もしかしたら、あれは偽物の母印と判子。僕の意思に関係なく偽造された契約書なのかもしれない。

せめて、以前の自分の行動さえ思い出せば…

僕は再び独房へ戻される。急な展開に焦る。

壁から一冊のファイルが出てきた。それと同時に、スピーカーから男の声がする。

「君が過去を思い出して納得できるならば、そのファイルを読むと良い」

分厚いファイル。きっと多くの情報が入っているに違いない。

僕はそのファイルを手にした。

「思い出さない方が幸せだったのかもしれない。そんな事もある。
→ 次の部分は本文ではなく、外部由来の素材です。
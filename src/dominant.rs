//! Dominant color extraction
//!
//! The engine only needs one representative color per image; how it is found
//! is somebody else's business. `ColorThiefExtractor` delegates to the
//! `color-thief` crate (modified median cut quantization) and takes the most
//! prominent palette entry. Extraction never fails: anything that goes wrong
//! yields neutral gray.

use image::RgbaImage;
use std::path::Path;
use tracing::{debug, warn};
use crate::color::Color;

pub trait DominantColorExtractor: Send + Sync {
    fn extract(&self, path: &Path) -> Color;
}

impl<F> DominantColorExtractor for F
where
    F: Fn(&Path) -> Color + Send + Sync,
{
    fn extract(&self, path: &Path) -> Color {
        self(path)
    }
}

#[derive(Debug, Clone, Copy)]
pub struct ColorThiefExtractor {
    /// Sampling step, 1 (every pixel) to 10
    pub quality: u8,
    /// Palette size requested from the quantizer, at least 2
    pub max_colors: u8,
}

impl Default for ColorThiefExtractor {
    fn default() -> Self {
        Self {
            quality: 1,
            max_colors: 5,
        }
    }
}

impl ColorThiefExtractor {
    pub fn new(quality: u8, max_colors: u8) -> Self {
        // color-thief asserts on out-of-range arguments
        Self {
            quality: quality.clamp(1, 10),
            max_colors: max_colors.max(2),
        }
    }

    /// Most prominent color of an already decoded image
    pub fn extract_from_image(&self, img: &RgbaImage) -> Option<Color> {
        let quality = self.quality.clamp(1, 10);
        if !has_usable_pixels(img, quality) {
            return None;
        }
        let palette = color_thief::get_palette(
            img.as_raw(),
            color_thief::ColorFormat::Rgba,
            quality,
            self.max_colors.max(2),
        )
        .ok()?;
        palette.first().map(|c| Color::new(c.r, c.g, c.b))
    }
}

/// Whether the quantizer would keep any sampled pixel: it ignores pixels
/// that are mostly transparent or near white, and answers white if none remain
fn has_usable_pixels(img: &RgbaImage, quality: u8) -> bool {
    img.as_raw()
        .chunks_exact(4)
        .step_by(usize::from(quality))
        .any(|px| px[3] >= 125 && !(px[0] > 250 && px[1] > 250 && px[2] > 250))
}

impl DominantColorExtractor for ColorThiefExtractor {
    fn extract(&self, path: &Path) -> Color {
        let img = match image::open(path) {
            Ok(img) => img.to_rgba8(),
            Err(e) => {
                warn!(path = %path.display(), error = %e, "Dominant color unavailable, using gray");
                return Color::NEUTRAL_GRAY;
            }
        };

        match self.extract_from_image(&img) {
            Some(color) => {
                debug!(path = %path.display(), color = %color, "Extracted dominant color");
                color
            }
            None => {
                warn!(path = %path.display(), "Quantizer found no palette, using gray");
                Color::NEUTRAL_GRAY
            }
        }
    }
}
//! Single-image edit session
//!
//! Holds everything an interactive front end needs between user actions:
//! - **original**: the image as loaded, never modified
//! - **current**: what the user sees now (always the history cursor)
//! - **dominant**: the extractor's pick for this image
//! - **source**: an optional color picked by the user, which overrides `dominant`
//!
//! Recoloring always starts from the original, so applying again with new
//! parameters replaces the previous result instead of stacking on it.

use chrono::NaiveDate;
use image::RgbaImage;
use std::path::{Path, PathBuf};
use std::sync::Arc;
use tracing::{debug, info};
use crate::color::Color;
use crate::dominant::DominantColorExtractor;
use crate::error::{RecolorError, Result};
use crate::history::History;
use crate::output;
use crate::recolor::{self, RecolorParams};
use crate::store::ImageStore;

pub struct EditSession {
    path: PathBuf,
    original: Arc<RgbaImage>,
    dominant: Color,
    source: Option<Color>,
    history: History<RgbaImage>,
}

impl EditSession {
    /// Load `path` and start a fresh history from it
    pub fn open(
        path: &Path,
        store: &dyn ImageStore,
        extractor: &dyn DominantColorExtractor,
        history_limit: Option<usize>,
    ) -> Result<Self> {
        let img = store.load(path)?;
        let dominant = extractor.extract(path);
        Ok(Self::from_image(path, img, dominant, history_limit))
    }

    /// Start a session from an image that is already in memory
    pub fn from_image(
        path: &Path,
        img: RgbaImage,
        dominant: Color,
        history_limit: Option<usize>,
    ) -> Self {
        let original = Arc::new(img);
        let history = History::from_shared(Arc::clone(&original), history_limit);

        info!(
            path = %path.display(),
            width = original.width(),
            height = original.height(),
            dominant = %dominant,
            "Opened image"
        );

        Self {
            path: path.to_path_buf(),
            original,
            dominant,
            source: None,
            history,
        }
    }

    pub fn path(&self) -> &Path {
        &self.path
    }

    pub fn original(&self) -> &RgbaImage {
        &self.original
    }

    pub fn current(&self) -> &RgbaImage {
        self.history.current()
    }

    pub fn history(&self) -> &History<RgbaImage> {
        &self.history
    }

    pub fn dominant(&self) -> Color {
        self.dominant
    }

    pub fn source(&self) -> Option<Color> {
        self.source
    }

    /// Color the next `apply` matches against
    pub fn reference(&self) -> Color {
        self.source.unwrap_or(self.dominant)
    }

    pub fn set_source(&mut self, source: Option<Color>) {
        self.source = source;
    }

    /// Use the color at (x, y) of the current image as the source color
    pub fn pick_source(&mut self, x: u32, y: u32) -> Result<Color> {
        let current = self.current();
        let color = recolor::pick_color(current, x, y).ok_or_else(|| {
            RecolorError::InvalidParameter(format!(
                "({}, {}) is outside the {}x{} image",
                x,
                y,
                current.width(),
                current.height()
            ))
        })?;
        debug!(x, y, color = %color, "Picked source color");
        self.source = Some(color);
        Ok(color)
    }

    /// Recolor the original with `params` and record the result
    pub fn apply(&mut self, params: &RecolorParams) -> &RgbaImage {
        let recolored = recolor::apply_rgba(&self.original, self.reference(), params);
        self.history.push(recolored);
        self.current()
    }

    /// Go back to the unmodified image, as a new history entry
    pub fn reset_to_original(&mut self) {
        self.history.push_shared(Arc::clone(&self.original));
    }

    /// Returns whether anything changed
    pub fn undo(&mut self) -> bool {
        self.history.undo().is_some()
    }

    /// Returns whether anything changed
    pub fn redo(&mut self) -> bool {
        self.history.redo().is_some()
    }

    /// Write the current image to the dated output folder for `target`
    pub fn save(&self, store: &dyn ImageStore, target: Color, date: NaiveDate) -> Result<PathBuf> {
        let path = output::save_output(store, self.current(), &self.path, target, date)?;
        info!(path = %path.display(), "Saved edit");
        Ok(path)
    }
}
覚悟はしておきなよ」

ブツっと言う音と共にスピーカーは静かになる。

ファイルの表面にはタイトルがあった。

「西山アキラ   詳細データ」

恐らく、このファイルの中には僕の記憶を甦らせる、そんな内容がある。

そっと開く。細かい文字だけでなく、写真まで丁寧に印刷されていた。

そう、これが両親。思い出せる。間違いない。まだ小さい僕を抱いて幸せそうにしている母。それを見ながら微笑む父。

しっかりと熟読しながら記憶を辿る。そう、思い出してきている。このファイルにあるデータとは本物だ。

高校生になった写真。

あぁ、何となく思い出せる。ここから先は不幸な人生の始まり…

ページをめくる手は震える。

そこには、裸で教室に座る僕の写真。痣だらけ。補足として、上級生からのイジメと記載されていた。

更には、僕が一方的に殴られている場面、お金を渡している場面、女子の前で裸になっている場面…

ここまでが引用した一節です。